> SOURCE INFORMATION
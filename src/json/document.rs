//! serde mirror of the JSON document layout.

use std::collections::BTreeMap;
use std::fmt;
use std::marker::PhantomData;

use serde::de::{MapAccess, Visitor};
use serde::ser::SerializeMap;
use serde::{Deserialize, Deserializer, Serialize, Serializer};

/// One attribute: `{accession, name, value, value_accession?, cv_param_group?}`
#[derive(Debug, Clone, PartialEq, Serialize, Deserialize)]
pub struct AttributeDocument {
    /// Key term accession
    pub accession: String,
    /// Key term name
    #[serde(default)]
    pub name: String,
    /// Value; the term name when `value_accession` is set
    pub value: serde_json::Value,
    /// Accession of a term-valued attribute
    #[serde(default, skip_serializing_if = "Option::is_none")]
    pub value_accession: Option<String>,
    /// Group id
    #[serde(default, skip_serializing_if = "Option::is_none")]
    pub cv_param_group: Option<u32>,
}

/// Analyte, interpretation or interpretation member
#[derive(Debug, Clone, PartialEq, Default, Serialize, Deserialize)]
pub struct EntityDocument {
    /// Entity id (falls back to the map key when absent)
    #[serde(default)]
    pub id: String,
    /// Entity-local attributes
    #[serde(default)]
    pub attributes: Vec<AttributeDocument>,
    /// Analytes an interpretation or member refers to
    #[serde(default, skip_serializing_if = "Vec::is_empty")]
    pub analyte_ids: Vec<String>,
    /// Members of an interpretation
    #[serde(
        default,
        skip_serializing_if = "Vec::is_empty",
        serialize_with = "serialize_keyed",
        deserialize_with = "deserialize_keyed"
    )]
    pub members: Vec<EntityDocument>,
}

/// A spectrum object
#[derive(Debug, Clone, PartialEq, Default, Serialize, Deserialize)]
pub struct SpectrumDocument {
    /// Spectrum attributes, key first
    #[serde(default)]
    pub attributes: Vec<AttributeDocument>,
    /// Peak m/z values
    #[serde(default)]
    pub mzs: Vec<f64>,
    /// Peak intensities
    #[serde(default)]
    pub intensities: Vec<f64>,
    /// Comma-joined annotations per peak, `?` when unannotated
    #[serde(default)]
    pub peak_annotations: Vec<String>,
    /// Aggregation values per peak
    #[serde(default, skip_serializing_if = "Option::is_none")]
    pub aggregations: Option<Vec<Vec<serde_json::Value>>>,
    /// Analytes keyed by id
    #[serde(
        default,
        serialize_with = "serialize_keyed",
        deserialize_with = "deserialize_keyed"
    )]
    pub analytes: Vec<EntityDocument>,
    /// Interpretations keyed by id
    #[serde(
        default,
        serialize_with = "serialize_keyed",
        deserialize_with = "deserialize_keyed"
    )]
    pub interpretations: Vec<EntityDocument>,
}

/// A cluster object
#[derive(Debug, Clone, PartialEq, Default, Serialize, Deserialize)]
pub struct ClusterDocument {
    /// Cluster attributes: key, member keys, then the rest
    #[serde(default)]
    pub attributes: Vec<AttributeDocument>,
}

/// Attribute sets of one entity type, keyed by name
pub type AttributeSetDocuments = BTreeMap<String, Vec<AttributeDocument>>;

/// Top-level library document
#[derive(Debug, Clone, PartialEq, Default, Serialize, Deserialize)]
pub struct LibraryDocument {
    /// Format version
    #[serde(default)]
    pub format_version: String,
    /// Library attributes
    #[serde(default)]
    pub attributes: Vec<AttributeDocument>,
    /// Spectrum attribute sets
    #[serde(default)]
    pub spectrum_attribute_sets: AttributeSetDocuments,
    /// Analyte attribute sets
    #[serde(default)]
    pub analyte_attribute_sets: AttributeSetDocuments,
    /// Interpretation attribute sets
    #[serde(default)]
    pub interpretation_attribute_sets: AttributeSetDocuments,
    /// Cluster attribute sets
    #[serde(default)]
    pub cluster_attribute_sets: AttributeSetDocuments,
    /// Spectra in library order
    #[serde(default)]
    pub spectra: Vec<SpectrumDocument>,
    /// Clusters in library order
    #[serde(default)]
    pub clusters: Vec<ClusterDocument>,
}

/// Everything in a library document except its spectra and clusters
#[derive(Debug, Clone, PartialEq, Default, Deserialize)]
pub struct HeaderDocument {
    /// Format version
    #[serde(default)]
    pub format_version: String,
    /// Library attributes
    #[serde(default)]
    pub attributes: Vec<AttributeDocument>,
    /// Spectrum attribute sets
    #[serde(default)]
    pub spectrum_attribute_sets: AttributeSetDocuments,
    /// Analyte attribute sets
    #[serde(default)]
    pub analyte_attribute_sets: AttributeSetDocuments,
    /// Interpretation attribute sets
    #[serde(default)]
    pub interpretation_attribute_sets: AttributeSetDocuments,
    /// Cluster attribute sets
    #[serde(default)]
    pub cluster_attribute_sets: AttributeSetDocuments,
}

/// Write entities as a JSON object keyed by id, keeping their order
fn serialize_keyed<S: Serializer>(items: &[EntityDocument], serializer: S) -> Result<S::Ok, S::Error> {
    let mut map = serializer.serialize_map(Some(items.len()))?;
    for item in items {
        map.serialize_entry(&item.id, item)?;
    }
    map.end()
}

/// Read an id-keyed object back into a list in document order
fn deserialize_keyed<'de, D: Deserializer<'de>>(
    deserializer: D,
) -> Result<Vec<EntityDocument>, D::Error> {
    struct KeyedVisitor(PhantomData<EntityDocument>);

    impl<'de> Visitor<'de> for KeyedVisitor {
        type Value = Vec<EntityDocument>;

        fn expecting(&self, f: &mut fmt::Formatter<'_>) -> fmt::Result {
            f.write_str("an object of entities keyed by id")
        }

        fn visit_map<A: MapAccess<'de>>(self, mut map: A) -> Result<Self::Value, A::Error> {
            let mut out = Vec::with_capacity(map.size_hint().unwrap_or(0));
            while let Some((key, mut entity)) = map.next_entry::<String, EntityDocument>()? {
                if entity.id.is_empty() {
                    entity.id = key;
                }
                out.push(entity);
            }
            Ok(out)
        }
    }

    deserializer.deserialize_map(KeyedVisitor(PhantomData))
}
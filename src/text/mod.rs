//! # mzSpecLib Text Format
//!
//! Streaming reader and writer for the line-oriented mzSpecLib text format
//! (`.mzlib.txt`).
//!
//! ```text
//! <mzSpecLib>
//! MS:1003186|library format version=1.0
//! MS:1003188|library name=example
//! <Spectrum=1>
//! MS:1003061|library spectrum name=PEPTIDE/2
//! <Analyte=1>
//! MS:1003270|proforma peptidoform ion notation=PEPTIDE/2
//! <Peaks>
//! 147.1128	1234.5	y1/0.2ppm
//! ```
//!
//! The reader parses the header eagerly and then yields one entry at a time,
//! so memory use is bounded by the largest spectrum rather than the file.
//!
//! ```rust,no_run
//! use mzspeclib::text::TextReader;
//!
//! let reader = TextReader::open("library.mzlib.txt")?;
//! for spectrum in reader.spectra() {
//!     let spectrum = spectrum?;
//!     println!("{} {:?}", spectrum.key, spectrum.name());
//! }
//! # Ok::<(), mzspeclib::text::TextError>(())
//! ```

use std::fs::File;
use std::io::{BufRead, BufReader};
use std::path::Path;

use crate::model::{Cluster, Library, LibraryHeader, Spectrum};

pub use cursor::{Line, SectionCursor};
pub use error::TextError;
pub use iterators::{EntryIterator, SpectrumIterator};
pub use writer::{format_spectrum, TextWriter, TextWriterConfig};

mod cursor;
mod error;
mod grammar;
mod iterators;
mod parser;
mod writer;


pub(crate) use parser::ParsedEntry;

/// Default input buffer size for text parsing (64KB)
pub const DEFAULT_INPUT_BUFFER_SIZE: usize = 64 * 1024;

/// Reader configuration
#[derive(Debug, Clone)]
pub struct TextReaderConfig {
    /// Size of the buffered reader wrapped around files
    pub buffer_size: usize,
}

impl Default for TextReaderConfig {
    fn default() -> Self {
        Self {
            buffer_size: DEFAULT_INPUT_BUFFER_SIZE,
        }
    }
}

/// A top-level library entry
#[derive(Debug, Clone, PartialEq)]
pub enum Entry {
    /// A `<Spectrum=...>` section
    Spectrum(Spectrum),
    /// A `<Cluster=...>` section
    Cluster(Cluster),
}

/// Streaming reader for mzSpecLib text libraries
pub struct TextReader<R: BufRead> {
    cursor: SectionCursor<R>,
    header: LibraryHeader,
    spectrum_count: usize,
}

impl<R: BufRead> TextReader<R> {
    /// Create a reader and parse the library header
    pub fn new(reader: R) -> Result<Self, TextError> {
        let mut cursor = SectionCursor::new(reader);
        let header = parser::read_header(&mut cursor)?;
        Ok(Self {
            cursor,
            header,
            spectrum_count: 0,
        })
    }

    /// Library attributes and attribute sets
    pub fn header(&self) -> &LibraryHeader {
        &self.header
    }

    /// Byte offset where the next entry would start
    pub fn position(&self) -> u64 {
        self.cursor.position()
    }

    /// Read the next spectrum or cluster
    pub fn next_entry(&mut self) -> Result<Option<Entry>, TextError> {
        Ok(self.next_entry_with_range()?.map(|parsed| parsed.entry))
    }

    /// Read the next entry along with its byte range in the source
    pub(crate) fn next_entry_with_range(&mut self) -> Result<Option<ParsedEntry>, TextError> {
        let parsed = parser::parse_next_section(
            &mut self.cursor,
            &self.header.attribute_sets,
            self.spectrum_count,
        )?;
        if let Some(ParsedEntry {
            entry: Entry::Spectrum(_),
            ..
        }) = &parsed
        {
            self.spectrum_count += 1;
        }
        Ok(parsed)
    }

    /// Read the next spectrum, skipping clusters
    pub fn next_spectrum(&mut self) -> Result<Option<Spectrum>, TextError> {
        while let Some(entry) = self.next_entry()? {
            if let Entry::Spectrum(spectrum) = entry {
                return Ok(Some(spectrum));
            }
        }
        Ok(None)
    }

    /// Lazily iterate over spectra
    pub fn spectra(self) -> SpectrumIterator<R> {
        SpectrumIterator { reader: self }
    }

    /// Lazily iterate over spectra and clusters
    pub fn entries(self) -> EntryIterator<R> {
        EntryIterator { reader: self }
    }

    /// Read every remaining entry into a [`Library`]
    pub fn read_library(mut self) -> Result<Library, TextError> {
        let mut library = Library::new(self.header.clone());
        while let Some(entry) = self.next_entry()? {
            match entry {
                Entry::Spectrum(spectrum) => library.push_spectrum(spectrum),
                Entry::Cluster(cluster) => library.push_cluster(cluster),
            }
        }
        Ok(library)
    }
}

impl TextReader<BufReader<File>> {
    /// Open a text library with the default buffer size (64KB)
    pub fn open<P: AsRef<Path>>(path: P) -> Result<Self, TextError> {
        Self::open_with_config(path, TextReaderConfig::default())
    }

    /// Open a text library with a custom configuration
    pub fn open_with_config<P: AsRef<Path>>(
        path: P,
        config: TextReaderConfig,
    ) -> Result<Self, TextError> {
        let file = File::open(path.as_ref())?;
        Self::new(BufReader::with_capacity(config.buffer_size, file))
    }
}

/// Parse one isolated `<Spectrum>` section, resolving attribute sets against `header`
pub fn parse_spectrum_section(
    bytes: &[u8],
    header: &LibraryHeader,
    index: usize,
) -> Result<Spectrum, TextError> {
    match parser::parse_single_section(bytes, header, index)? {
        Entry::Spectrum(spectrum) => Ok(spectrum),
        Entry::Cluster(cluster) => Err(TextError::UnexpectedSection {
            expected: "<Spectrum>".to_string(),
            found: format!("<Cluster={}>", cluster.key),
            line_no: 1,
        }),
    }
}

/// Parse one isolated `<Cluster>` section
pub fn parse_cluster_section(bytes: &[u8], header: &LibraryHeader) -> Result<Cluster, TextError> {
    match parser::parse_single_section(bytes, header, 0)? {
        Entry::Cluster(cluster) => Ok(cluster),
        Entry::Spectrum(spectrum) => Err(TextError::UnexpectedSection {
            expected: "<Cluster>".to_string(),
            found: format!("<Spectrum={}>", spectrum.key),
            line_no: 1,
        }),
    }
}

/// Read only the header of a text library
pub fn read_header<R: BufRead>(reader: R) -> Result<LibraryHeader, TextError> {
    let mut cursor = SectionCursor::new(reader);
    parser::read_header(&mut cursor)
}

> PROMPT
From the listing, copy every line where the string "parser" appears.

> RESPONSE BOX
mod parser;
pub(crate) use parser::ParsedEntry;
        let header = parser::read_header(&mut cursor)?;
        let parsed = parser::parse_next_section(
    match parser::parse_single_section(bytes, header, index)? {
    match parser::parse_single_section(bytes, header, 0)? {
    parser::read_header(&mut cursor)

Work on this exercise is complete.